- The Washington Times - Thursday, February 25, 2021

Ransomware has become an “epidemic,” U.S. Homeland Security Secretary Alejandro Mayorkas said Thursday, adding that improving efforts to combat it are top among projects he plans to prioritize.

Mr. Mayorkas, President Biden’s newly confirmed head of the Department of Homeland Security outlined his efforts to fight ransomware during a virtual keynoted speech he delivered.

Speaking at the annual President’s Cup Cybersecurity Challenge, Mr. Mayorkas said DHS will hold several “cybersecurity sprints” to mobilize action in specific priority areas, ransomware first.

Additionally, Mr. Mayorkas announced that recipients of grants administered by the Federal Emergency Management Agency will be soon required to spend 7.5% on cybersecurity instead of 5%.

That percentage adjustment will result in FEMA grant recipients spending $25 million more on cybersecurity, said Mr. Mayorkas, a former U.S. federal prosecutor and Obama administration official.



Ransomware is a type of malicious software, or malware, that is designed to render an infected computer inoperable or hold its contents hostage until a payment is made to the person responsible. Paying the perpetrator of a ransomware attack does not guarantee recovery, however. Experts recommend applying security updates when available to patch against bugs that risk being exploited by ransomware attackers.

Mr. Mayorkas also said DHS is considering other ways to help defend against ransomware, including potentially new grants awarded by the Cybersecurity and Infrastructure Security Agency.

“Let us be clear: ransomware is not new. It has been around for years.
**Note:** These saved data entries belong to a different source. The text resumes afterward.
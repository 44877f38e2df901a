// ── Core error types ──
//
// User-facing errors from keenetic-core. Consumers never see HTTP status
// codes or JSON parse failures directly: the `From<keenetic_api::Error>`
// impl translates transport-layer errors into domain variants.
//
// Partial data is not an error. A section missing from a batch answer
// becomes `None` in the snapshot and is listed in `missing_sections`.

use thiserror::Error;

/// Unified error type for the core crate.
#[derive(Debug, Error)]
pub enum CoreError {
    // ── Connection errors ────────────────────────────────────────────
    #[error("Cannot connect to router at {url}: {reason}")]
    ConnectionFailed { url: String, reason: String },

    #[error("Authentication failed: {message}")]
    AuthenticationFailed { message: String },

    #[error("Router disconnected")]
    RouterDisconnected,

    #[error("Router request timed out after {timeout_secs}s")]
    Timeout { timeout_secs: u64 },

    // ── Data errors ──────────────────────────────────────────────────
    #[error("Unexpected router response: {message}")]
    Decode { message: String },

    #[error("{entity_type} not found: {identifier}")]
    NotFound {
        entity_type: String,
        identifier: String,
    },

    // ── Operation errors ─────────────────────────────────────────────
    #[error("Operation not supported: {operation} (requires {required})")]
    Unsupported { operation: String, required: String },

    #[error("Validation failed: {message}")]
    ValidationFailed { message: String },

    // ── API errors (wrapped, not exposed raw) ────────────────────────
    #[error("Router API error: {message}")]
    Api {
        message: String,
        /// HTTP status code (if applicable).
        status: Option<u16>,
    },

    #[error("I/O error: {message}")]
    Io { message: String },

    // ── Configuration errors ─────────────────────────────────────────
    #[error("Configuration error: {message}")]
    Config { message: String },
}

impl CoreError {
    pub fn not_found(entity_type: &str, identifier: impl Into<String>) -> Self {
        Self::NotFound {
            entity_type: entity_type.into(),
            identifier: identifier.into(),
        }
    }
}

// ── Conversion from transport-layer errors ───────────────────────────

impl From<keenetic_api::Error> for CoreError {
    fn from(err: keenetic_api::Error) -> Self {
        if err.is_not_found() {
            return CoreError::NotFound {
                entity_type: "Resource".into(),
                identifier: err.to_string(),
            };
        }
        match err {
            keenetic_api::Error::Authentication { message } => {
                CoreError::AuthenticationFailed { message }
            }
            keenetic_api::Error::Transport(ref e) => {
                if e.is_timeout() {
                    CoreError::Timeout { timeout_secs: 0 }
                } else if e.is_connect() {
                    CoreError::ConnectionFailed {
                        url: e
                            .url()
                            .map_or_else(|| "<unknown>".into(), ToString::to_string),
                        reason: e.to_string(),
                    }
                } else {
                    CoreError::Api {
                        message: e.to_string(),
                        status: e.status().map(|s| s.as_u16()),
                    }
                }
            }
            keenetic_api::Error::InvalidUrl(e) => CoreError::Config {
                message: format!("Invalid URL: {e}"),
            },
            keenetic_api::Error::Timeout { timeout_secs } => CoreError::Timeout { timeout_secs },
            keenetic_api::Error::Tls(msg) => CoreError::ConnectionFailed {
                url: String::new(),
                reason: format!("TLS error: {msg}"),
            },
            keenetic_api::Error::Api { status, message } => CoreError::Api {
                message,
                status: Some(status),
            },
            keenetic_api::Error::Decode { message, body: _ } => CoreError::Decode { message },
            keenetic_api::Error::Io(e) => CoreError::Io {
                message: e.to_string(),
            },
        }
    }
}
mod helpers;
mod launch_api;
mod location_api;
mod shortcut_api;

use std::sync::Arc;
use std::time::Duration;

use async_channel::{Receiver, Sender};
use tokio::task::JoinHandle;
use uuid::Uuid;

use crate::{
    api::API,
    db::KeyValueStore,
    entities::{Draft, Field, ServiceSelection, Shortcut},
    external::{nominatim, opener::UrlOpener},
};

pub use launch_api::LaunchOutcome;
pub use location_api::{Outcome, Resolution};

/// Storage key holding the serialized shortcut list.
pub const STORAGE_KEY: &str = "widgets";

pub const MIN_QUERY_CHARS: usize = 3;
pub const SUGGESTION_LIMIT: usize = 5;
pub const LANGUAGE: &str = "en";

#[derive(Debug)]
struct Mutation {
    id: Uuid,
    staged: Vec<Shortcut>,
}

/// Debounce state for one address field.
#[derive(Debug, Default)]
struct Debounce {
    seq: u64,
    task: Option<JoinHandle<()>>,
}

impl Debounce {
    /// Invalidates whatever is in flight and returns the new sequence number.
    fn restart(&mut self) -> u64 {
        if let Some(task) = self.task.take() {
            task.abort();
        }

        self.seq += 1;
        self.seq
    }
}

pub struct Engine {
    store: Arc<dyn KeyValueStore>,
    shortcuts: Vec<Shortcut>,
    pending: Option<Mutation>,
    draft: Draft,
    geocoder: nominatim::Client,
    debounce: Duration,
    pickup: Debounce,
    dropoff: Debounce,
    resolutions: Sender<Resolution>,
    opener: Arc<dyn UrlOpener>,
    selection: ServiceSelection,
}

impl Engine {
    #[tracing::instrument(name = "Engine::new", skip_all)]
    pub fn new(
        store: Arc<dyn KeyValueStore>,
        geocoder: nominatim::Client,
        opener: Arc<dyn UrlOpener>,
        debounce: Duration,
    ) -> (Self, Receiver<Resolution>) {
        let (resolutions, receiver) = async_channel::unbounded();

        let engine = Self {
            store,
            shortcuts: Vec::new(),
            pending: None,
            draft: Draft::default(),
            geocoder,
            debounce,
            pickup: Debounce::default(),
            dropoff: Debounce::default(),
            resolutions,
            opener,
            selection: ServiceSelection::default(),
        };

        (engine, receiver)
    }

    fn debounce_mut(&mut self, field: Field) -> &mut Debounce {
        match field {
            Field::Pickup => &mut self.pickup,
            Field::Dropoff => &mut self.dropoff,
        }
    }

    fn latest_seq(&self, field: Field) -> u64 {
        match field {
            Field::Pickup => self.pickup.seq,
            Field::Dropoff => self.dropoff.seq,
        }
    }
}

impl Drop for Engine {
    fn drop(&mut self) {
        self.pickup.restart();
        self.dropoff.restart();
    }
}

impl API for Engine {}
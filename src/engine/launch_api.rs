use super::Engine;

use async_trait::async_trait;
use futures::future::join_all;

use crate::{
    api::{LaunchAPI, ShortcutAPI},
    deep_link::build_url,
    entities::{CabService, Coordinates, ServiceSelection},
    error::Error,
};

/// What happened when one service's deep link was handed to the OS.
#[derive(Debug)]
pub struct LaunchOutcome {
    pub service: CabService,
    pub url: String,
    pub result: Result<(), Error>,
}

#[async_trait]
impl LaunchAPI for Engine {
    fn selected_service(&self) -> ServiceSelection {
        self.selection
    }

    fn select_service(&mut self, selection: ServiceSelection) {
        self.selection = selection;
    }

    #[tracing::instrument(skip(self))]
    async fn launch(
        &self,
        selection: ServiceSelection,
        pickup: &Coordinates,
        dropoff: &Coordinates,
        label: &str,
    ) -> Vec<LaunchOutcome> {
        // each service is opened on its own so one failure can't block the other
        let attempts = selection.services().into_iter().map(|service| {
            let url = build_url(service, pickup, dropoff, label);
            let opener = self.opener.clone();

            async move {
                let target = url.clone();
                let result = match tokio::task::spawn_blocking(move || opener.open(&target)).await
                {
                    Ok(Ok(())) => {
                        tracing::info!("opened {}", service);
                        Ok(())
                    }
                    Ok(Err(_)) => {
                        tracing::warn!("{} is not installed", service);
                        Err(Error::app_not_installed_error(service.name()))
                    }
                    Err(err) => {
                        tracing::error!("opener task failed: {:?}", err);
                        Err(Error::unexpected_error())
                    }
                };

                LaunchOutcome {
                    service,
                    url,
                    result,
                }
            }
        });

        join_all(attempts).await
    }

    #[tracing::instrument(skip(self))]
    async fn launch_shortcut(&self, index: usize) -> Result<Vec<LaunchOutcome>, Error> {
        let shortcut = self
            .shortcuts()
            .get(index)
            .cloned()
            .ok_or_else(Error::invalid_input_error)?;

        let pickup = shortcut.pickup_coordinates()?;
        let dropoff = shortcut.dropoff_coordinates()?;

        Ok(self
            .launch(self.selection, &pickup, &dropoff, &shortcut.name)
            .await)
    }
}
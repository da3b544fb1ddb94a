use crate::entities::{Coordinates, Degrees};
use crate::error::Error;
use crate::external::nominatim::Place;

#[derive(Clone, Debug, PartialEq)]
pub struct Suggestion {
    pub place_id: String,
    pub label: String,
    pub coordinates: Coordinates,
}

impl TryFrom<Place> for Suggestion {
    type Error = Error;

    fn try_from(place: Place) -> Result<Self, Self::Error> {
        let latitude: Degrees = place.lat.parse()?;
        let longitude: Degrees = place.lon.parse()?;

        // Nominatim sends numeric ids, other deployments send strings
        let place_id = match place.place_id {
            serde_json::Value::String(id) => id,
            other => other.to_string(),
        };

        Ok(Self {
            place_id,
            label: place.display_name,
            coordinates: Coordinates {
                latitude,
                longitude,
            },
        })
    }
}

#[cfg(test)]
mod tests {
    use super::*;
    use serde_json::json;

    #[test]
    fn converts_place() {
        let place: Place = serde_json::from_value(json!({
            "place_id": 307447584,
            "display_name": "Koramangala, Bengaluru",
            "lat": "12.9352403",
            "lon": "77.624532",
            "importance": 0.5
        }))
        .unwrap();

        let suggestion = Suggestion::try_from(place).unwrap();
        assert_eq!(suggestion.place_id, "307447584");
        assert_eq!(suggestion.coordinates.to_string(), "12.9352403,77.624532");
    }

    #[test]
    fn rejects_non_numeric_coordinates() {
        let place = Place {
            place_id: json!("a"),
            display_name: "Nowhere".into(),
            lat: "north".into(),
            lon: "1".into(),
        };

        assert!(Suggestion::try_from(place).is_err());
    }
}
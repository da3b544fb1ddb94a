use std::fmt;
use std::str::FromStr;

use crate::error::Error;

/// A single latitude or longitude component.
///
/// The source digits are kept so that the number is re-emitted with the
/// precision it was entered with (`13.0` stays `13.0`), but in plain decimal
/// form: no `+` prefix, no exponent, no bare leading point.
#[derive(Clone, Debug, PartialEq)]
pub struct Degrees {
    text: String,
}

/// Rewrites a string `f64` accepted into the form a query string expects.
/// `+` would decode to a space on the receiving end.
fn plain(text: &str, value: f64) -> String {
    if text.contains(|c| c == 'e' || c == 'E') {
        // f64 Display never uses exponent notation
        return value.to_string();
    }

    let (sign, digits) = match text.strip_prefix('-') {
        Some(rest) => ("-", rest),
        None => ("", text.strip_prefix('+').unwrap_or(text)),
    };

    let (integer, fraction) = match digits.split_once('.') {
        Some((integer, fraction)) => (integer, fraction),
        None => (digits, ""),
    };

    let integer = match integer.trim_start_matches('0') {
        "" => "0",
        integer => integer,
    };

    if fraction.is_empty() {
        format!("{}{}", sign, integer)
    } else {
        format!("{}{}.{}", sign, integer, fraction)
    }
}

impl FromStr for Degrees {
    type Err = Error;

    fn from_str(s: &str) -> Result<Self, Self::Err> {
        let text = s.trim();

        if text.is_empty() {
            return Err(Error::malformed_coordinates_error());
        }

        let value: f64 = text
            .parse()
            .map_err(|_| Error::malformed_coordinates_error())?;

        // f64 parsing accepts "inf" and "NaN", neither of which is a number here
        if !value.is_finite() {
            return Err(Error::malformed_coordinates_error());
        }

        Ok(Self {
            text: plain(text, value),
        })
    }
}

impl fmt::Display for Degrees {
    fn fmt(&self, f: &mut fmt::Formatter<'_>) -> fmt::Result {
        f.write_str(&self.text)
    }
}

/// A parsed `"<lat>,<lng>"` pair. No range checks are applied.
#[derive(Clone, Debug, PartialEq)]
pub struct Coordinates {
    pub latitude: Degrees,
    pub longitude: Degrees,
}

impl Coordinates {
    pub fn parse(s: &str) -> Result<Self, Error> {
        let parts: Vec<&str> = s.split(',').collect();

        match parts.as_slice() {
            [lat, lng] => Ok(Self {
                latitude: lat.parse()?,
                longitude: lng.parse()?,
            }),
            _ => Err(Error::malformed_coordinates_error()),
        }
    }
}

impl FromStr for Coordinates {
    type Err = Error;

    fn from_str(s: &str) -> Result<Self, Self::Err> {
        Self::parse(s)
    }
}

impl fmt::Display for Coordinates {
    fn fmt(&self, f: &mut fmt::Formatter<'_>) -> fmt::Result {
        write!(f, "{},{}", self.latitude, self.longitude)
    }
}

pub fn is_valid_coordinates(s: &str) -> bool {
    Coordinates::parse(s).is_ok()
}
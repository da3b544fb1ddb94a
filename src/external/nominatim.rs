use reqwest::header::ACCEPT_LANGUAGE;
use serde::{Deserialize, Serialize};

use crate::error::Error;

pub const DEFAULT_API_BASE: &str = "https://nominatim.openstreetmap.org";

#[derive(Clone, Debug, Serialize, Deserialize)]
pub struct Place {
    pub place_id: serde_json::Value,
    pub display_name: String,
    pub lat: String,
    pub lon: String,
}

pub type Places = Vec<Place>;

/// Client for the OpenStreetMap Nominatim search endpoint.
#[derive(Clone, Debug)]
pub struct Client {
    http: reqwest::Client,
    api_base: String,
    language: String,
}

impl Client {
    pub fn new(api_base: &str, user_agent: &str, language: &str) -> Result<Self, Error> {
        let http = reqwest::Client::builder().user_agent(user_agent).build()?;

        Ok(Self {
            http,
            api_base: api_base.trim_end_matches('/').into(),
            language: language.into(),
        })
    }

    #[tracing::instrument(skip(self))]
    pub async fn search(&self, query: &str, limit: usize) -> Result<Places, Error> {
        let url = format!("{}/search", self.api_base);

        let res = self
            .http
            .get(url)
            .header(ACCEPT_LANGUAGE, self.language.as_str())
            .query(&[("format", "json")])
            .query(&[("q", query)])
            .query(&[("limit", limit)])
            .send()
            .await?;

        let status_code = res.status().as_u16();

        if (400..500).contains(&status_code) {
            return Err(Error::invalid_input_error());
        } else if status_code != 200 {
            return Err(Error::upstream_error());
        }

        let mut data: Places = res.json().await.map_err(|err| {
            tracing::debug!("malformed geocoder response: {:?}", err);
            Error::upstream_error()
        })?;

        data.truncate(limit);

        Ok(data)
    }
}
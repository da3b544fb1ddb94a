use crate::{
    db::KeyValueStore,
    entities::Shortcut,
    error::Error,
};

use super::STORAGE_KEY;

#[tracing::instrument(skip(store))]
pub async fn fetch_shortcuts(store: &dyn KeyValueStore) -> Result<Option<Vec<Shortcut>>, Error> {
    let maybe_data = store.get(STORAGE_KEY).await?;

    match maybe_data {
        Some(data) => Ok(Some(serde_json::from_str(&data)?)),
        None => Ok(None),
    }
}

#[tracing::instrument(skip(store, shortcuts), fields(count = shortcuts.len()))]
pub async fn store_shortcuts(store: &dyn KeyValueStore, shortcuts: &[Shortcut]) -> Result<(), Error> {
    let data = serde_json::to_string(shortcuts)?;
    store.set(STORAGE_KEY, &data).await
}
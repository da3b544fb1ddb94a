pub mod api;
pub mod app;
pub mod config;
pub mod db;
pub mod deep_link;
pub mod engine;
pub mod entities;
pub mod error;
pub mod external;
What is new is the evolution of attackers’ methods, namely their ability to make money from it and the increased frequency of these attacks,” Mr. Mayorkas said in his prepared remarks, according to a copy DHS published online. 

“Tackling ransomware and protecting the weakest link will require partnering with state, local, tribal and territorial governments and private sector entities across the country,” said Mr. Mayorkas. “This cross-sector collaboration is the hallmark of DHS‘s approach to cybersecurity.”

Mr. Mayorkas noted in his prepared remarks that attackers including criminal hackers and nation-state actors have “paralyzed” cities across the U.S. with ransomware in recent years, citing examples in major cities such as Atlanta and Baltimore, in addition to “several dozen police and sheriffs’ offices” in various states across the country.

The FBI said in its annual 2019 Internet Crime Report, the most recent available, that it received 2,047 complaints about ransomware that year. Altogether, those infections caused over $8.9 million in adjusted losses, according to the FBI.